ClickHouse is very popular database for storing telemetry data and running efficient queries on it.

**Use Cases**

* ClickHouse can handle all 3 signals (metrics, logs, traces) in one single database. less overhead to manage multiple databases.
* ClickHouse is a columnar database, which is optimized for time-series immutable data like OpenTelemetry telemetry data.
* ClickHouse is a distributed database, which can scale horizontally and handle large amounts of data with efficient storage and query performance.
* ClickHouse is open-source and has a large community.

**Prerequisites**

* To use ClickHouse as a destination in Odigos, you need to have a ClickHouse deployment running somewhere and accessible from cluster where Odigos is running.
* You should know the service endpoint where ClickHouse listens for incoming client connections.
* If you haven't already, create a database in ClickHouse where you want to store the telemetry data. the default database name is `otel` (configurable). To create it, run the following SQL command: `CREATE DATABASE otel;`
* Understanding of how to maintain, scale, and optimize your self-hosted ClickHouse deployment, as well as how to fine tune setting based on your queries and use case.

**Schema**

When using the ClickHouse destination with Odigos, logs metrics and traces are going to be "INSERT INTO" the ClickHouse database.

It is important to understand what schema is used, e.g. what table names are used, column names, data types, etc.
Then you can run queries on this data, or modify and optimize it for your specific use case.

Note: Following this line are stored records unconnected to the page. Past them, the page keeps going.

use std::sync::Arc;

use axum::{
    body::Body,
    extract::State,
    http::{header, StatusCode},
    response::Response,
};
use futures::TryStreamExt;

use crate::core::error::{AppError, Result};
use crate::core::extractor::AppJson;
use crate::modules::gateway::{ChatMessage, GatewayClient};

use super::super::dtos::ChatRequestDto;
use super::super::prompts::{system_prompt_for, DEFAULT_AGENT_TYPE};

/// State for the chat relay handler
#[derive(Clone)]
pub struct ChatState {
    pub gateway: Arc<GatewayClient>,
}

/// Relay a conversation to the chat-completion gateway and stream the reply.
///
/// The upstream body is passed through verbatim as `text/event-stream`; chunk
/// boundaries are whatever the gateway produced. The client parses the
/// streamed frames itself.
#[utoipa::path(
    post,
    path = "/api/chat",
    request_body = ChatRequestDto,
    responses(
        (status = 200, description = "Streamed chat-completion chunks", content_type = "text/event-stream"),
        (status = 402, description = "Gateway account requires payment"),
        (status = 429, description = "Gateway rate limit hit"),
        (status = 500, description = "Gateway misconfigured or failed")
    ),
    tag = "chat"
)]
pub async fn relay_chat(
    State(state): State<ChatState>,
    AppJson(dto): AppJson<ChatRequestDto>,
) -> Result<Response> {
    let agent_type = dto.agent_type.as_deref().unwrap_or(DEFAULT_AGENT_TYPE);
    let system_prompt = system_prompt_for(agent_type);

    let mut messages = Vec::with_capacity(dto.messages.len() + 1);
    messages.push(ChatMessage::system(system_prompt));
    messages.extend(dto.messages.into_iter().map(ChatMessage::from));

    let upstream = state.gateway.stream_chat(&messages).await?;

    // Mid-stream failures can't change the already-sent status line; log them
    // so they are at least visible to operators.
    let stream = upstream
        .bytes_stream()
        .inspect_err(|e| tracing::warn!("AI gateway stream error: {}", e));

    Response::builder()
        .status(StatusCode::OK)
        .header(header::CONTENT_TYPE, "text/event-stream")
        .header(header::CACHE_CONTROL, "no-cache")
        .body(Body::from_stream(stream))
        .map_err(|e| AppError::Internal(format!("Failed to build relay response: {}", e)))
}

#[cfg(test)]
mod tests {
    use axum::http::StatusCode;
    use axum::{routing::post, Json, Router};
    use axum_test::TestServer;
    use serde_json::{json, Value};
    use std::sync::Arc;

    use crate::core::config::GatewayConfig;
    use crate::modules::gateway::GatewayClient;
    use crate::shared::test_helpers::spawn_mock_upstream;

    use super::super::super::routes;

    const STREAM_BODY: &str = "data: {\"choices\":[{\"delta\":{\"content\":\"Hi\"}}]}\n\ndata: [DONE]\n\n";

    async fn app_against(base_url: String) -> Router {
        let gateway = Arc::new(
            GatewayClient::new(GatewayConfig {
                base_url,
                api_key: Some("test-key".to_string()),
                model: "gpt-4o-mini".to_string(),
            })
            .unwrap(),
        );
        routes::routes(gateway)
    }

    /// Upstream that streams a fixed SSE body.
    fn streaming_upstream() -> Router {
        Router::new().route(
            "/v1/chat/completions",
            post(|| async {
                (
                    [("content-type", "text/event-stream")],
                    STREAM_BODY.to_string(),
                )
            }),
        )
    }

    /// Upstream that echoes the first forwarded message's content, so tests
    /// can observe which system prompt was prepended.
    fn echoing_upstream() -> Router {
        Router::new().route(
            "/v1/chat/completions",
            post(|Json(body): Json<Value>| async move {
                body["messages"][0]["content"]
                    .as_str()
                    .unwrap_or_default()
                    .to_string()
            }),
        )
    }

    fn failing_upstream(status: StatusCode) -> Router {
        Router::new().route(
            "/v1/chat/completions",
            post(move || async move { (status, Json(json!({"error": "upstream says no"}))) }),
        )
    }

    #[tokio::test]
    async fn relays_upstream_body_verbatim_as_event_stream() {
        let base = spawn_mock_upstream(streaming_upstream()).await;
        let server = TestServer::new(app_against(base).await).unwrap();

        let response = server
            .post("/api/chat")
            .json(&json!({
                "messages": [{"role": "user", "content": "hello"}],
                "agentType": "immigration"
            }))
            .await;

        assert_eq!(response.status_code(), 200);
        assert_eq!(
            response.header("content-type").to_str().unwrap(),
            "text/event-stream"
        );
        assert_eq!(response.text(), STREAM_BODY);
    }

    #[tokio::test]
    async fn unknown_agent_type_uses_the_immigration_prompt() {
        let base = spawn_mock_upstream(echoing_upstream()).await;
        let server = TestServer::new(app_against(base).await).unwrap();

        let response = server
            .post("/api/chat")
            .json(&json!({
                "messages": [{"role": "user", "content": "hello"}],
                "agentType": "no-such-agent"
            }))
            .await;

        assert_eq!(response.status_code(), 200);
        assert!(response.text().contains("immigration assistant"));
    }

    #[tokio::test]
    async fn missing_agent_type_also_uses_the_default_prompt() {
        let base = spawn_mock_upstream(echoing_upstream()).await;
        let server = TestServer::new(app_against(base).await).unwrap();

        let response = server
            .post("/api/chat")
            .json(&json!({
                "messages": [{"role": "user", "content": "hello"}]
            }))
            .await;

        assert_eq!(response.status_code(), 200);
        assert!(response.text().contains("immigration assistant"));
    }

    #[tokio::test]
    async fn upstream_rate_limit_surfaces_as_429() {
        let base = spawn_mock_upstream(failing_upstream(StatusCode::TOO_MANY_REQUESTS)).await;
        let server = TestServer::new(app_against(base).await).unwrap();

        let response = server
            .post("/api/chat")
            .json(&json!({"messages": [{"role": "user", "content": "hello"}]}))
            .await;

        assert_eq!(response.status_code(), 429);
        let body: Value = response.json();
        assert!(body["message"].as_str().unwrap().contains("Rate limit"));
    }

    #[tokio::test]
    async fn upstream_billing_failure_surfaces_as_402() {
        let base = spawn_mock_upstream(failing_upstream(StatusCode::PAYMENT_REQUIRED)).await;
        let server = TestServer::new(app_against(base).await).unwrap();

        let response = server
            .post("/api/chat")
            .json(&json!({"messages": [{"role": "user", "content": "hello"}]}))
            .await;

        assert_eq!(response.status_code(), 402);
        let body: Value = response.json();
        assert!(body["message"]
            .as_str()
            .unwrap()
            .contains("Payment required"));
    }

    #[tokio::test]
    async fn other_upstream_failures_surface_as_500() {
        let base = spawn_mock_upstream(failing_upstream(StatusCode::BAD_GATEWAY)).await;
        let server = TestServer::new(app_against(base).await).unwrap();

        let response = server
            .post("/api/chat")
            .json(&json!({"messages": [{"role": "user", "content": "hello"}]}))
            .await;

        assert_eq!(response.status_code(), 500);
    }
}
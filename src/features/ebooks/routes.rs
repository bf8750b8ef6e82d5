use std::sync::Arc;

use axum::{routing::post, Router};

use crate::features::ebooks::handlers::ebook_handler::generate_ebook;
use crate::features::ebooks::services::EbookGenerationService;

/// Create routes for the e-book generation feature
pub fn routes(service: Arc<EbookGenerationService>) -> Router {
    Router::new()
        .route("/api/ebooks/generate", post(generate_ebook))
        .with_state(service)
}
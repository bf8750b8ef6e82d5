use axum::{
    http::StatusCode,
    response::{IntoResponse, Response},
    Json,
};
use thiserror::Error;

use crate::shared::types::ApiResponse;

#[derive(Debug, Error)]
pub enum AppError {
    #[error("Database error: {0}")]
    Database(#[from] sqlx::Error),

    #[error("Validation error: {0}")]
    Validation(String),

    #[error("Bad request: {0}")]
    BadRequest(String),

    #[error("Internal server error: {0}")]
    Internal(String),

    #[error("Configuration error: {0}")]
    Configuration(String),

    #[error("External service error: {0}")]
    ExternalServiceError(String),

    #[error("Rate limit exceeded: {0}")]
    RateLimitExceeded(String),

    #[error("Payment required: {0}")]
    PaymentRequired(String),

    #[error("Failed to parse AI response: {0}")]
    LlmResponseParse(String),
}

impl IntoResponse for AppError {
    fn into_response(self) -> Response {
        let (status, message, errors) = match self {
            AppError::Database(ref e) => {
                tracing::error!("Database error: {:?}", e);
                (
                    StatusCode::INTERNAL_SERVER_ERROR,
                    "Database error occurred".to_string(),
                    None,
                )
            }
            AppError::Validation(ref msg) => (
                StatusCode::BAD_REQUEST,
                msg.clone(),
                Some(vec![msg.clone()]),
            ),
            AppError::BadRequest(ref msg) => (StatusCode::BAD_REQUEST, msg.clone(), None),
            AppError::Internal(ref msg) => {
                tracing::error!("Internal error: {}", msg);
                (
                    StatusCode::INTERNAL_SERVER_ERROR,
                    "Internal server error".to_string(),
                    None,
                )
            }
            AppError::Configuration(ref msg) => {
                tracing::error!("Configuration error: {}", msg);
                (StatusCode::INTERNAL_SERVER_ERROR, msg.clone(), None)
            }
            AppError::ExternalServiceError(ref msg) => {
                tracing::error!("External service error: {}", msg);
                (
                    StatusCode::INTERNAL_SERVER_ERROR,
                    "Upstream service error".to_string(),
                    None,
                )
            }
            AppError::RateLimitExceeded(ref msg) => {
                (StatusCode::TOO_MANY_REQUESTS, msg.clone(), None)
            }
            AppError::PaymentRequired(ref msg) => (StatusCode::PAYMENT_REQUIRED, msg.clone(), None),
            AppError::LlmResponseParse(ref msg) => {
                tracing::error!("Failed to parse AI response: {}", msg);
                (
                    StatusCode::INTERNAL_SERVER_ERROR,
                    "Failed to parse AI response".to_string(),
                    None,
                )
            }
        };

        let body = Json(ApiResponse::<()>::error(Some(message), errors));

        (status, body).into_response()
    }
}

pub type Result<T> = std::result::Result<T, AppError>;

There are 2 modes of operation for ClickHouse destination in Odigos:

**Create Schema**

In this option, the schema will be automatically created by odigos with reasonable defaults.

The benefit of this option is that you can see the value fast, without needing to apply and manage any schema yourself.
The downside is that the schema may not be optimized for your specific use case, and may make changes more complicated.

To use it:

* Odigos UI - When adding a new ClickHouse destination, select the `Create Scheme` checkbox field.
* Destination K8s Manifest - Set the `CLICKHOUSE_CREATE_SCHEME` setting to value `true`.

The schema which will be used by default can be found [here](https://github.com/open-telemetry/opentelemetry-collector-contrib/tree/a80fdb94cecb1cd3c1fbd7fbe3000396cd588970/exporter/clickhouseexporter/example/default_ddl).

* Indexes - The default schema includes indexes for the data, including trace\_id, resource and scope attributes, span/metric/log attributes etc.
* TTL is set to 180 days. This means data will be kept in the database for this period of time and then deleted.
* Partitioning - The default schema includes partitioning by day, which means data is stored in separate partitions for each day.
* Order By - Optimized for trace queries on service\_name + span\_name + time, for logs on service\_name + time, and for metrics on service\_name + metric\_name + attributes + time.

This option is not recommended for production workloads:

* You may want to adjust the settings to better fit your use case, scale performance requirements, and costs.
* Each new exporter will attempt to create the schema, which is less robust and harder to manage than a pre-created schema.

**Self Managed Schema**

With this option, you are responsible for creating and managing the schema yourself.

To use it:

* Odigos UI - Unselect the `Create Scheme` checkbox field.
* Destination K8s Manifest - Set the `CLICKHOUSE_CREATE_SCHEME` setting to value `false`.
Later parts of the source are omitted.